We only captured about 40% of all the hospitals in Illinois subject to SASETA mandates. Furthermore, we only surveyed about 26% of the TRHs, making it difficult to get a full picture of the issues facing these hospitals. It is possible that the types of hospitals surveyed in this study are different from hospital administrators who chose not to complete the survey. For example, the hospitals that completed the survey may have more staffing resources devoted to SASETA that enables them to complete a survey or agree to participate in an in-depth interview. In addition, this survey can only assess current attitudes toward the transition to Illinois mandates, QMP staffing, and the potential use of telehealth to deliver care to patients presenting for medical forensic services; it cannot determine how telehealth could impact access and quality of care relative to the current standard of care. Finally, our survey was conducted before the more severe nursing shortages and rise in travel nursing that occurred in response to the COVID-19 pandemic, which anecdotally has created further decreases in the number of QMPs at Illinois hospitals (Yang & Mason, 2022). Consequently, our survey may underestimate the current shortage of QMPs and the further reduction of access to care.

Conclusion

As states grapple with the expanding access to services with limited staffing resources, telehealth provides an opportunity to expand safe and effective sexual assault services to children, adolescents, and adults. Illinois has committed to improving the care of patients presenting for medical forensic services and can utilize telehealth to achieve this goal. Our survey of hospital administrators in Illinois shows that most professionals providing these services recognize the promise of integrating telehealth in service delivery, training, and consultation. States facing similar challenges are well positioned to examine the potential role of telehealth in optimizing service delivery, staffing, patient experience, and outcomes.

Implications for Clinical Forensic Nursing Practice

This study has practical implications for forensic nurse examiners interested in utilizing telehealth to support clinical practice. Most immediately, asynchronous telehealth can allow for virtual training and education. Our respondents reported both the personal and financial costs of attending in-person training sessions. This application of technology is a low-hanging fruit and likely requires no major legislative changes.

Other uses of telehealth may require legislative support to accomplish. Collaboration between child abuse pediatricians, SANEs, sexual assault forensic examiners, hospital administrators, and advocates is crucial to pushing forward legislation. When seeking legislative changes, forensic nurse examiners should emphasize telehealth's applicability to each step of the forensic examination, as shown in our study. Accordingly, synchronous telehealth can allow for forensic nurse examiners in higher-resourced and higher-volume hospitals to support examiners in lower-resourced and lower-volume areas.

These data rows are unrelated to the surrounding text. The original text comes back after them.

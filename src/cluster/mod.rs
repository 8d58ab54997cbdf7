//! Redis Cluster support: slot hashing, redirect parsing, topology
//! discovery, per-node pools and the cluster connections built on them.
//!
//! ## Redirects
//!
//! | Reply | Meaning | [`ClusterConn`] | [`RetryConn`] |
//! |---|---|---|---|
//! | `MOVED <slot> <addr>` | slot owned by another node | corrects the mapping, returns the error | switches node, retries |
//! | `ASK <slot> <addr>` | slot migrating | returns the error | retries on `addr` after ASKING |
//! | `TRYAGAIN` | node briefly busy | returns the error | waits, retries |
//! | `CLUSTERDOWN` | cluster unavailable | returns the error | waits, retries |
//!
//! ## Hash tags
//!
//! Keys sharing the content of their first non-empty `{...}` hash to the
//! same slot, which is how multi-key commands stay on one node:
//!
//! ```
//! use slotlink::key_slot;
//!
//! assert_eq!(key_slot("{user1000}.following"), key_slot("{user1000}.followers"));
//! ```

mod client;
pub mod commands;
mod conn;
mod pool;
mod redirect;
mod retry;
mod slot;
mod topology;

pub use client::Cluster;
pub use conn::ClusterConn;
pub use pool::{PoolConfig, PoolStats};
pub use redirect::{
    classify, into_cluster_error, is_cluster_down, is_crossslot, is_try_again, parse_redirect,
    parse_redis_error, Redirect, RedirectKind,
};
pub(crate) use redirect::join_host_port;
pub use retry::{retry_conn, RetryConn};
pub use slot::{key_slot, keys_slot, SLOT_COUNT};
pub use topology::{parse_cluster_slots, SlotRange};
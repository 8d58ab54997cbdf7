//! The cluster handle: slot mapping, node pools and topology discovery.

use std::collections::HashMap;
use std::fmt;
use std::sync::atomic::{AtomicBool, Ordering};
use std::sync::Arc;

use tokio::sync::Mutex;
use tracing::{debug, instrument, warn};

use crate::cluster::commands::cluster_slots;
use crate::cluster::conn::ClusterConn;
use crate::cluster::pool::{NodePool, PoolConfig, PoolStats, PooledConn};
use crate::cluster::slot::SLOT_COUNT;
use crate::cluster::topology::{parse_cluster_slots, SlotMap, SlotRange};
use crate::core::builder::{ClusterBuilder, DialOptions};
use crate::{Error, Result};

/// A Redis Cluster.
///
/// `Cluster` owns the slot to node mapping and one connection pool per
/// known node address. It is cheap to clone and safe to share between
/// tasks; every clone refers to the same state.
///
/// Connections obtained with [`get`](Cluster::get) are not shared: each one
/// serves a single caller at a time.
///
/// # Example
///
/// ```no_run
/// use slotlink::{command, Cluster};
///
/// # #[tokio::main]
/// # async fn main() -> slotlink::Result<()> {
/// let cluster = Cluster::new(["127.0.0.1:7000", "127.0.0.1:7001"])?;
/// cluster.refresh().await?;
///
/// let mut conn = cluster.get()?;
/// conn.bind(["user:{42}:name"]).await?;
/// conn.execute(&command::set("user:{42}:name", "ada")).await?;
/// # Ok(())
/// # }
/// ```
#[derive(Clone)]
pub struct Cluster {
    inner: Arc<Inner>,
}

struct Inner {
    startup_nodes: Vec<String>,
    dial_options: Arc<DialOptions>,
    pool_config: PoolConfig,
    closed: AtomicBool,
    state: Mutex<State>,
}

struct State {
    mapping: SlotMap,
    pools: HashMap<String, Arc<NodePool>>,
}

impl Cluster {
    /// Creates a cluster with default dial and pool options.
    ///
    /// No network I/O happens until [`refresh`](Cluster::refresh) or the
    /// first command.
    ///
    /// # Errors
    ///
    /// Returns [`Error::InvalidArgument`] if `nodes` is empty or contains an
    /// address that cannot be parsed.
    pub fn new<I, S>(nodes: I) -> Result<Self>
    where
        I: IntoIterator<Item = S>,
        S: Into<String>,
    {
        ClusterBuilder::new().startup_nodes(nodes).build()
    }

    /// Returns a [`ClusterBuilder`].
    pub fn builder() -> ClusterBuilder {
        ClusterBuilder::new()
    }

    pub(crate) fn from_parts(
        startup_nodes: Vec<String>,
        dial_options: DialOptions,
        pool_config: PoolConfig,
    ) -> Self {
        Self {
            inner: Arc::new(Inner {
                startup_nodes,
                dial_options: Arc::new(dial_options),
                pool_config,
                closed: AtomicBool::new(false),
                state: Mutex::new(State {
                    mapping: SlotMap::new(),
                    pools: HashMap::new(),
                }),
            }),
        }
    }

    /// Returns the normalized startup addresses.
    pub fn startup_nodes(&self) -> &[String] {
        &self.inner.startup_nodes
    }

    /// Reloads the slot mapping with CLUSTER SLOTS.
    ///
    /// Candidates are tried in order until one answers: primaries from the
    /// current mapping first, then the startup nodes. On success the whole
    /// mapping is replaced; on failure it is left as it was.
    ///
    /// # Errors
    ///
    /// Returns [`Error::Topology`] if no candidate answered and
    /// [`Error::ClusterClosed`] after [`close`](Cluster::close).
    #[instrument(skip(self), level = "debug")]
    pub async fn refresh(&self) -> Result<()> {
        self.ensure_open()?;

        let mut candidates = self.inner.state.lock().await.mapping.primaries();
        for node in &self.inner.startup_nodes {
            if !candidates.contains(node) {
                candidates.push(node.clone());
            }
        }

        let mut last_error = None;
        for address in &candidates {
            match self.fetch_slots(address).await {
                Ok(ranges) => {
                    let mapping = SlotMap::from_ranges(&ranges);
                    let mut state = self.inner.state.lock().await;
                    self.ensure_open()?;
                    state.mapping = mapping;
                    debug!(%address, ranges = ranges.len(), "cluster topology refreshed");
                    return Ok(());
                }
                Err(Error::ClusterClosed) => return Err(Error::ClusterClosed),
                Err(e) => {
                    warn!(%address, error = %e, "CLUSTER SLOTS failed");
                    last_error = Some(e);
                }
            }
        }

        let message = match last_error {
            Some(e) => format!("no node answered CLUSTER SLOTS (last error: {e})"),
            None => "no node to query".to_string(),
        };
        Err(Error::Topology { message })
    }

    async fn fetch_slots(&self, address: &str) -> Result<Vec<SlotRange>> {
        let mut conn = self.connect(address).await?;
        let reply = conn.get_mut()?.execute(&cluster_slots()).await?;
        let ranges = parse_cluster_slots(reply, address)?;
        if ranges.is_empty() {
            return Err(Error::Topology {
                message: format!("{address} reported no slot ranges"),
            });
        }
        Ok(ranges)
    }

    /// Returns a new, unbound connection.
    ///
    /// Nothing is dialed until the connection is bound or used.
    ///
    /// # Errors
    ///
    /// Returns [`Error::ClusterClosed`] after [`close`](Cluster::close).
    pub fn get(&self) -> Result<ClusterConn> {
        self.ensure_open()?;
        Ok(ClusterConn::new(self.clone()))
    }

    /// Overwrites the addresses serving one slot, primary first. Every other
    /// slot is left untouched. An empty list marks the slot unassigned.
    ///
    /// # Errors
    ///
    /// Returns [`Error::InvalidArgument`] if `slot` is out of range.
    pub async fn update_slot(&self, slot: u16, addresses: Vec<String>) -> Result<()> {
        if slot >= SLOT_COUNT {
            return Err(Error::InvalidArgument {
                message: format!("slot {slot} out of range"),
            });
        }
        self.inner.state.lock().await.mapping.set(slot, addresses);
        Ok(())
    }

    /// Returns a copy of the addresses serving `slot`. Empty if the slot is
    /// unassigned or out of range.
    pub async fn slot_addresses(&self, slot: u16) -> Vec<String> {
        let state = self.inner.state.lock().await;
        state
            .mapping
            .get(slot)
            .map(|addresses| addresses.to_vec())
            .unwrap_or_default()
    }

    /// Returns a copy of the whole mapping, indexed by slot.
    pub async fn mapping_snapshot(&self) -> Vec<Vec<String>> {
        self.inner.state.lock().await.mapping.to_vec()
    }

    /// Returns connection counts for every known node.
    pub async fn stats(&self) -> HashMap<String, PoolStats> {
        let state = self.inner.state.lock().await;
        state
            .pools
            .iter()
            .map(|(address, pool)| (address.clone(), pool.stats()))
            .collect()
    }

    /// Returns true once [`close`](Cluster::close) has been called.
    pub fn is_closed(&self) -> bool {
        self.inner.closed.load(Ordering::Acquire)
    }

    /// Closes every pooled connection. Connections still held by callers
    /// are discarded when they are released.
    ///
    /// # Errors
    ///
    /// Returns [`Error::ClusterClosed`] if the cluster is already closed.
    pub async fn close(&self) -> Result<()> {
        let pools = {
            let mut state = self.inner.state.lock().await;
            if self.inner.closed.swap(true, Ordering::AcqRel) {
                return Err(Error::ClusterClosed);
            }
            std::mem::take(&mut state.pools)
        };

        for (address, pool) in pools {
            for mut conn in pool.close() {
                if let Err(e) = conn.close().await {
                    debug!(%address, error = %e, "error closing idle connection");
                }
            }
        }
        debug!("cluster closed");
        Ok(())
    }

    /// Picks the node for `slot`: its primary, else the first mapped
    /// primary, else the first startup node.
    pub(crate) async fn address_for_slot(&self, slot: Option<u16>) -> Result<String> {
        let state = self.inner.state.lock().await;
        let mapped = slot
            .and_then(|slot| state.mapping.get(slot))
            .and_then(|addresses| addresses.first())
            .map(String::as_str);
        mapped
            .or_else(|| state.mapping.first_address())
            .or_else(|| self.inner.startup_nodes.first().map(String::as_str))
            .map(str::to_string)
            .ok_or_else(|| Error::Topology {
                message: "no known node address".to_string(),
            })
    }

    /// Checks out a connection to `address`, creating its pool on first use.
    pub(crate) async fn connect(&self, address: &str) -> Result<PooledConn> {
        let pool = {
            let mut state = self.inner.state.lock().await;
            self.ensure_open()?;
            state
                .pools
                .entry(address.to_string())
                .or_insert_with(|| {
                    Arc::new(NodePool::new(
                        address.to_string(),
                        self.inner.dial_options.clone(),
                        self.inner.pool_config.clone(),
                    ))
                })
                .clone()
        };
        pool.get().await
    }

    fn ensure_open(&self) -> Result<()> {
        if self.is_closed() {
            return Err(Error::ClusterClosed);
        }
        Ok(())
    }
}

impl fmt::Debug for Cluster {
    fn fmt(&self, f: &mut fmt::Formatter<'_>) -> fmt::Result {
        f.debug_struct("Cluster")
            .field("startup_nodes", &self.inner.startup_nodes)
            .field("closed", &self.is_closed())
            .finish()
    }
}

#[cfg(test)]
mod tests {
    use super::*;
    use crate::cluster::slot::key_slot;
    use crate::proto::frame::Frame;
    use crate::testing::{error, slots_reply, MockListener, MockServer};

    fn cluster(nodes: &[&str]) -> Cluster {
        Cluster::new(nodes.iter().copied()).unwrap()
    }

    #[tokio::test]
    async fn test_refresh_builds_mapping() {
        let listener = MockListener::bind();
        let me = listener.addr().to_string();
        let server = listener.serve(move |cmd, _| match cmd {
            "CLUSTER" => slots_reply(&[
                (0, 8191, &[me.as_str(), "127.0.0.1:1"]),
                (8192, 16383, &["127.0.0.1:2"]),
            ]),
            _ => error("ERR unexpected"),
        });

        let cluster = cluster(&[server.addr()]);
        cluster.refresh().await.unwrap();

        assert_eq!(cluster.slot_addresses(0).await, [server.addr(), "127.0.0.1:1"]);
        assert_eq!(cluster.slot_addresses(16383).await, ["127.0.0.1:2"]);
        assert_eq!(server.count("CLUSTER"), 1);

        let snapshot = cluster.mapping_snapshot().await;
        assert_eq!(snapshot.len(), SLOT_COUNT as usize);
        assert_eq!(snapshot[8191][0], server.addr());
    }

    #[tokio::test]
    async fn test_refresh_tries_next_startup_node() {
        let down = std::net::TcpListener::bind("127.0.0.1:0").unwrap();
        let down_addr = down.local_addr().unwrap().to_string();
        drop(down);

        let listener = MockListener::bind();
        let me = listener.addr().to_string();
        let server = listener.serve(move |_, _| slots_reply(&[(0, 16383, &[me.as_str()])]));

        let cluster = cluster(&[down_addr.as_str(), server.addr()]);
        cluster.refresh().await.unwrap();
        assert_eq!(cluster.slot_addresses(100).await, [server.addr()]);
    }

    #[tokio::test]
    async fn test_refresh_failure_keeps_mapping() {
        let server = MockServer::start(|_, _| error("ERR This instance has cluster support disabled"));
        let cluster = cluster(&[server.addr()]);
        cluster
            .update_slot(7, vec!["127.0.0.1:9".to_string()])
            .await
            .unwrap();

        let err = cluster.refresh().await.unwrap_err();
        assert!(matches!(err, Error::Topology { .. }));
        assert_eq!(cluster.slot_addresses(7).await, ["127.0.0.1:9"]);
    }

    #[tokio::test]
    async fn test_refresh_prefers_known_primaries() {
        let listener = MockListener::bind();
        let me = listener.addr().to_string();
        let primary = listener.serve(move |_, _| slots_reply(&[(0, 16383, &[me.as_str()])]));
        let startup = MockServer::start(|_, _| error("ERR should not be asked"));

        let cluster = cluster(&[startup.addr()]);
        cluster
            .update_slot(0, vec![primary.addr().to_string()])
            .await
            .unwrap();
        cluster.refresh().await.unwrap();

        assert_eq!(primary.count("CLUSTER"), 1);
        assert_eq!(startup.count("CLUSTER"), 0);
    }

    #[tokio::test]
    async fn test_update_slot_leaves_other_slots() {
        let cluster = cluster(&["127.0.0.1:7000"]);
        for slot in [0u16, 1, 16383] {
            cluster
                .update_slot(slot, vec!["127.0.0.1:7000".to_string()])
                .await
                .unwrap();
        }
        let before = cluster.mapping_snapshot().await;

        cluster
            .update_slot(1, vec!["127.0.0.1:7001".to_string(), "127.0.0.1:7004".to_string()])
            .await
            .unwrap();

        let after = cluster.mapping_snapshot().await;
        for slot in 0..SLOT_COUNT as usize {
            if slot != 1 {
                assert_eq!(before[slot], after[slot], "slot {slot} changed");
            }
        }
        assert_eq!(after[1], ["127.0.0.1:7001", "127.0.0.1:7004"]);
        assert!(cluster.update_slot(SLOT_COUNT, Vec::new()).await.is_err());
    }

    #[tokio::test]
    async fn test_address_for_slot_fallbacks() {
        let cluster = cluster(&["127.0.0.1:7000"]);
        let slot = key_slot("k");
        assert_eq!(cluster.address_for_slot(Some(slot)).await.unwrap(), "127.0.0.1:7000");
        assert_eq!(cluster.address_for_slot(None).await.unwrap(), "127.0.0.1:7000");

        cluster
            .update_slot(5, vec!["127.0.0.1:7005".to_string()])
            .await
            .unwrap();
        assert_eq!(cluster.address_for_slot(Some(slot)).await.unwrap(), "127.0.0.1:7005");

        cluster
            .update_slot(slot, vec!["127.0.0.1:7002".to_string()])
            .await
            .unwrap();
        assert_eq!(cluster.address_for_slot(Some(slot)).await.unwrap(), "127.0.0.1:7002");
    }

    #[tokio::test]
    async fn test_close() {
        let server = MockServer::start(|_, _| Frame::SimpleString(b"PONG".to_vec()));
        let cluster = cluster(&[server.addr()]);
        drop(cluster.connect(server.addr()).await.unwrap());
        assert_eq!(
            cluster.stats().await[server.addr()],
            PoolStats { active: 0, idle: 1 }
        );

        cluster.close().await.unwrap();
        assert!(cluster.is_closed());
        assert!(matches!(cluster.get(), Err(Error::ClusterClosed)));
        assert!(matches!(cluster.refresh().await, Err(Error::ClusterClosed)));
        assert!(matches!(cluster.close().await, Err(Error::ClusterClosed)));
        assert!(cluster.stats().await.is_empty());
    }

    #[test]
    fn test_cluster_is_send_sync() {
        fn assert_send_sync<T: Send + Sync + Clone>() {}
        assert_send_sync::<Cluster>();
    }
}
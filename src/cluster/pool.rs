//! Per-node connection pools.
//!
//! Each known node address gets a [`NodePool`]. Connections are dialed
//! lazily, handed out as [`PooledConn`] guards and returned to the idle list
//! when the guard is dropped, unless they are broken or still have replies
//! in flight.

use std::collections::VecDeque;
use std::sync::atomic::{AtomicBool, AtomicUsize, Ordering};
use std::sync::{Arc, Mutex, MutexGuard, PoisonError};
use std::time::{Duration, Instant};

use tracing::debug;

use crate::core::builder::DialOptions;
use crate::core::connection::NodeConnection;
use crate::{Error, Result};

/// Configuration for the per-node connection pools.
///
/// # Example
///
/// ```
/// use std::time::Duration;
/// use slotlink::PoolConfig;
///
/// let config = PoolConfig::new()
///     .max_idle(4)
///     .max_active(32)
///     .idle_timeout(Some(Duration::from_secs(60)));
/// assert_eq!(config.max_idle, 4);
/// ```
#[derive(Debug, Clone)]
#[non_exhaustive]
pub struct PoolConfig {
    /// Maximum idle connections kept per node
    pub max_idle: usize,
    /// Maximum connections checked out per node (0 = unlimited)
    pub max_active: usize,
    /// Idle connections older than this are closed instead of reused
    pub idle_timeout: Option<Duration>,
}

impl Default for PoolConfig {
    fn default() -> Self {
        Self {
            max_idle: 8,
            max_active: 0,
            idle_timeout: None,
        }
    }
}

impl PoolConfig {
    /// Creates the default configuration.
    pub fn new() -> Self {
        Self::default()
    }

    /// Sets the maximum number of idle connections per node.
    pub fn max_idle(mut self, max_idle: usize) -> Self {
        self.max_idle = max_idle;
        self
    }

    /// Sets the maximum number of checked out connections per node.
    pub fn max_active(mut self, max_active: usize) -> Self {
        self.max_active = max_active;
        self
    }

    /// Sets the idle timeout.
    pub fn idle_timeout(mut self, timeout: Option<Duration>) -> Self {
        self.idle_timeout = timeout;
        self
    }
}

/// Connection counts for one node.
#[derive(Debug, Clone, Copy, Default, PartialEq, Eq)]
pub struct PoolStats {
    /// Connections currently checked out
    pub active: usize,
    /// Connections waiting in the idle list
    pub idle: usize,
}

struct IdleConn {
    conn: NodeConnection,
    since: Instant,
}

/// The connection pool for a single node address.
pub(crate) struct NodePool {
    address: String,
    options: Arc<DialOptions>,
    config: PoolConfig,
    idle: Mutex<VecDeque<IdleConn>>,
    active: AtomicUsize,
    closed: AtomicBool,
}

impl NodePool {
    pub(crate) fn new(address: String, options: Arc<DialOptions>, config: PoolConfig) -> Self {
        Self {
            address,
            options,
            config,
            idle: Mutex::new(VecDeque::new()),
            active: AtomicUsize::new(0),
            closed: AtomicBool::new(false),
        }
    }

    pub(crate) fn address(&self) -> &str {
        &self.address
    }

    /// Checks out a connection, reusing the most recently returned idle one
    /// or dialing a new one.
    pub(crate) async fn get(self: &Arc<Self>) -> Result<PooledConn> {
        if self.closed.load(Ordering::Acquire) {
            return Err(Error::ClusterClosed);
        }
        let mut pooled = self.reserve()?;

        if let Some(conn) = self.take_idle() {
            pooled.conn = Some(conn);
            return Ok(pooled);
        }

        // Dropping `pooled` while dialing gives the reservation back.
        let conn = NodeConnection::dial(&self.address, &self.options)
            .await
            .inspect_err(|e| debug!(address = %self.address, error = %e, "dial failed"))?;
        pooled.conn = Some(conn);
        Ok(pooled)
    }

    /// Closes the pool. Idle connections are handed back for shutdown;
    /// connections still checked out are dropped when returned.
    pub(crate) fn close(&self) -> Vec<NodeConnection> {
        self.closed.store(true, Ordering::Release);
        self.idle_list().drain(..).map(|idle| idle.conn).collect()
    }

    pub(crate) fn stats(&self) -> PoolStats {
        PoolStats {
            active: self.active.load(Ordering::Acquire),
            idle: self.idle_list().len(),
        }
    }

    /// Takes an active slot. The returned guard holds no connection yet and
    /// releases the slot if dropped empty.
    fn reserve(self: &Arc<Self>) -> Result<PooledConn> {
        let max = self.config.max_active;
        self.active
            .fetch_update(Ordering::AcqRel, Ordering::Acquire, |n| {
                (max == 0 || n < max).then_some(n + 1)
            })
            .map_err(|_| Error::PoolExhausted {
                address: self.address.clone(),
            })?;
        Ok(PooledConn {
            pool: self.clone(),
            conn: None,
        })
    }

    fn release(&self) {
        self.active.fetch_sub(1, Ordering::AcqRel);
    }

    fn take_idle(&self) -> Option<NodeConnection> {
        let mut idle = self.idle_list();
        while let Some(entry) = idle.pop_back() {
            let expired = self
                .config
                .idle_timeout
                .is_some_and(|timeout| entry.since.elapsed() > timeout);
            if expired || !entry.conn.is_reusable() {
                continue;
            }
            return Some(entry.conn);
        }
        None
    }

    fn put(&self, conn: NodeConnection) {
        self.release();

        if self.closed.load(Ordering::Acquire) || !conn.is_reusable() {
            debug!(address = %self.address, "discarding connection");
            return;
        }

        let mut idle = self.idle_list();
        idle.push_back(IdleConn {
            conn,
            since: Instant::now(),
        });
        while idle.len() > self.config.max_idle {
            idle.pop_front();
        }
    }

    fn idle_list(&self) -> MutexGuard<'_, VecDeque<IdleConn>> {
        self.idle.lock().unwrap_or_else(PoisonError::into_inner)
    }
}

/// A connection checked out of a [`NodePool`]. Dropping it returns the
/// connection to the pool.
pub(crate) struct PooledConn {
    pool: Arc<NodePool>,
    conn: Option<NodeConnection>,
}

impl PooledConn {
    pub(crate) fn address(&self) -> &str {
        self.pool.address()
    }

    pub(crate) fn get(&self) -> Result<&NodeConnection> {
        self.conn.as_ref().ok_or(Error::ClosedConnection)
    }

    pub(crate) fn get_mut(&mut self) -> Result<&mut NodeConnection> {
        self.conn.as_mut().ok_or(Error::ClosedConnection)
    }
}

impl Drop for PooledConn {
    fn drop(&mut self) {
        match self.conn.take() {
            Some(conn) => self.pool.put(conn),
            None => self.pool.release(),
        }
    }
}

#[cfg(test)]
mod tests {
    use super::*;
    use crate::core::command;
    use crate::proto::frame::Frame;
    use crate::testing::MockServer;

    fn pong_server() -> MockServer {
        MockServer::start(|_, _| Frame::SimpleString(b"PONG".to_vec()))
    }

    fn pool(addr: &str, config: PoolConfig) -> Arc<NodePool> {
        Arc::new(NodePool::new(
            addr.to_string(),
            Arc::new(DialOptions::new()),
            config,
        ))
    }

    #[test]
    fn test_pool_config_default() {
        let config = PoolConfig::default();
        assert_eq!(config.max_idle, 8);
        assert_eq!(config.max_active, 0);
        assert!(config.idle_timeout.is_none());
    }

    #[tokio::test]
    async fn test_connection_is_reused() {
        let server = pong_server();
        let pool = pool(server.addr(), PoolConfig::default());

        let conn = pool.get().await.unwrap();
        assert_eq!(pool.stats(), PoolStats { active: 1, idle: 0 });
        drop(conn);
        assert_eq!(pool.stats(), PoolStats { active: 0, idle: 1 });

        let mut conn = pool.get().await.unwrap();
        conn.get_mut().unwrap().execute(&command::ping()).await.unwrap();
        drop(conn);

        assert_eq!(server.accepted(), 1);
    }

    #[tokio::test]
    async fn test_max_active() {
        let server = pong_server();
        let pool = pool(server.addr(), PoolConfig::new().max_active(1));

        let first = pool.get().await.unwrap();
        let err = pool.get().await.err().unwrap();
        assert!(matches!(err, Error::PoolExhausted { ref address } if address == server.addr()));

        drop(first);
        assert!(pool.get().await.is_ok());
    }

    #[tokio::test]
    async fn test_max_idle() {
        let server = pong_server();
        let pool = pool(server.addr(), PoolConfig::new().max_idle(1));

        let a = pool.get().await.unwrap();
        let b = pool.get().await.unwrap();
        drop(a);
        drop(b);
        assert_eq!(pool.stats(), PoolStats { active: 0, idle: 1 });
    }

    #[tokio::test]
    async fn test_idle_timeout_discards_old_connections() {
        let server = pong_server();
        let pool = pool(
            server.addr(),
            PoolConfig::new().idle_timeout(Some(Duration::from_millis(10))),
        );

        drop(pool.get().await.unwrap());
        tokio::time::sleep(Duration::from_millis(30)).await;
        let mut conn = pool.get().await.unwrap();
        conn.get_mut().unwrap().execute(&command::ping()).await.unwrap();
        drop(conn);

        assert_eq!(server.accepted(), 2);
    }

    #[tokio::test]
    async fn test_pending_replies_are_not_pooled() {
        let server = pong_server();
        let pool = pool(server.addr(), PoolConfig::default());

        let mut conn = pool.get().await.unwrap();
        conn.get_mut().unwrap().send(&command::ping()).unwrap();
        drop(conn);

        assert_eq!(pool.stats(), PoolStats { active: 0, idle: 0 });
    }

    #[tokio::test]
    async fn test_closed_pool() {
        let server = pong_server();
        let pool = pool(server.addr(), PoolConfig::default());

        let held = pool.get().await.unwrap();
        drop(pool.get().await.unwrap());
        assert_eq!(pool.close().len(), 1);

        drop(held);
        assert_eq!(pool.stats(), PoolStats::default());
        assert!(matches!(pool.get().await, Err(Error::ClusterClosed)));
    }

    #[tokio::test]
    async fn test_dial_failure_releases_slot() {
        let listener = std::net::TcpListener::bind("127.0.0.1:0").unwrap();
        let addr = listener.local_addr().unwrap().to_string();
        drop(listener);

        let pool = pool(&addr, PoolConfig::new().max_active(1));
        assert!(pool.get().await.is_err());
        assert_eq!(pool.stats().active, 0);
    }

    #[tokio::test]
    async fn test_cancelled_dial_releases_slot() {
        // Accepts at the TCP level but never answers CLIENT SETNAME.
        let listener = std::net::TcpListener::bind("127.0.0.1:0").unwrap();
        let addr = listener.local_addr().unwrap().to_string();
        let pool = Arc::new(NodePool::new(
            addr,
            Arc::new(DialOptions::new().client_name("stalled")),
            PoolConfig::new().max_active(1),
        ));

        let mut get = Box::pin(pool.get());
        assert!(futures::poll!(&mut get).is_pending());
        assert_eq!(pool.stats().active, 1);
        drop(get);
        assert_eq!(pool.stats().active, 0);

        let mut retry = Box::pin(pool.get());
        assert!(futures::poll!(&mut retry).is_pending());
        drop(retry);
        drop(listener);
    }
}
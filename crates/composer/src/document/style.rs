// Copyright 2026 The Matrix.org Foundation C.I.C.
//
// Licensed under the Apache License, Version 2.0 (the "License");
// you may not use this file except in compliance with the License.
// You may obtain a copy of the License at
//
//     http://www.apache.org/licenses/LICENSE-2.0
//
// Unless required by applicable law or agreed to in writing, software
// distributed under the License is distributed on an "AS IS" BASIS,
// WITHOUT WARRANTIES OR CONDITIONS OF ANY KIND, either express or implied.
// See the License for the specific language governing permissions and
// limitations under the License.

//! Inline style tags and the ranges that carry them.

use std::str::FromStr;

use serde::{Deserialize, Serialize};
use strum_macros::{Display, EnumString};

/// An inline formatting attribute applied to a sub-span of a block's text.
///
/// The built-in set is closed; interpreter-defined tags outside it are
/// carried through [`StyleTag::Custom`] so an unknown tag survives a
/// save/load round-trip instead of being dropped.
///
/// Wire names are the SCREAMING_SNAKE strings the host key-command
/// interpreter produces (`"BOLD"`, `"ITALIC"`, ...).
#[derive(
    Clone, Debug, PartialEq, Eq, Hash, Display, EnumString, Serialize, Deserialize,
)]
#[serde(from = "String", into = "String")]
pub enum StyleTag {
    #[strum(serialize = "BOLD")]
    Bold,
    #[strum(serialize = "ITALIC")]
    Italic,
    #[strum(serialize = "UNDERLINE")]
    Underline,
    #[strum(serialize = "REDLINE")]
    Redline,
    /// Any tag outside the built-in set.
    #[strum(default)]
    Custom(String),
}

impl From<String> for StyleTag {
    fn from(s: String) -> Self {
        // The default variant makes parsing total.
        Self::from_str(&s).unwrap_or(Self::Custom(s))
    }
}

impl From<StyleTag> for String {
    fn from(tag: StyleTag) -> Self {
        tag.to_string()
    }
}

/// A `(start, end, tag)` triple marking a formatting attribute over a
/// sub-span of a block's text.
///
/// Offsets are UTF-16 code units. A range is well-formed when
/// `start < end <= text length`; [`crate::Document`] construction and the
/// persistence layer enforce this.
#[derive(Clone, Debug, PartialEq, Eq, Serialize, Deserialize)]
pub struct StyleRange {
    pub start: usize,
    pub end: usize,
    pub tag: StyleTag,
}

impl StyleRange {
    pub fn new(start: usize, end: usize, tag: StyleTag) -> Self {
        Self { start, end, tag }
    }

    /// Whether this range is well-formed for a text of `len` code units.
    pub fn is_valid_for(&self, len: usize) -> bool {
        self.start < self.end && self.end <= len
    }
}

In this way, telehealth empowers all hospitals to care for their community and reduce transfers. Asynchronous telehealth can further improve quality of care through the peer-review process.

Forensic examiners lobbying for these changes must advocate for the funding necessary to provide high-quality equipment and staffing for these endeavors. The initial investment will pay off through reduced transfers, more streamlined information sharing, and the more efficient utilization of the forensic nurse examiner workforce.

The legal implications of telehealth will need thoughtful consideration and clarification. We also anticipate increased training needs to be focused on the role of “tele”-forensic nurse examiners—or those who provide care via telehealth—in legal proceedings. Despite this, telehealth will significantly improve the delivery of equitable care to patients requiring forensic examinations, making it well worth the challenge of overcoming these barriers.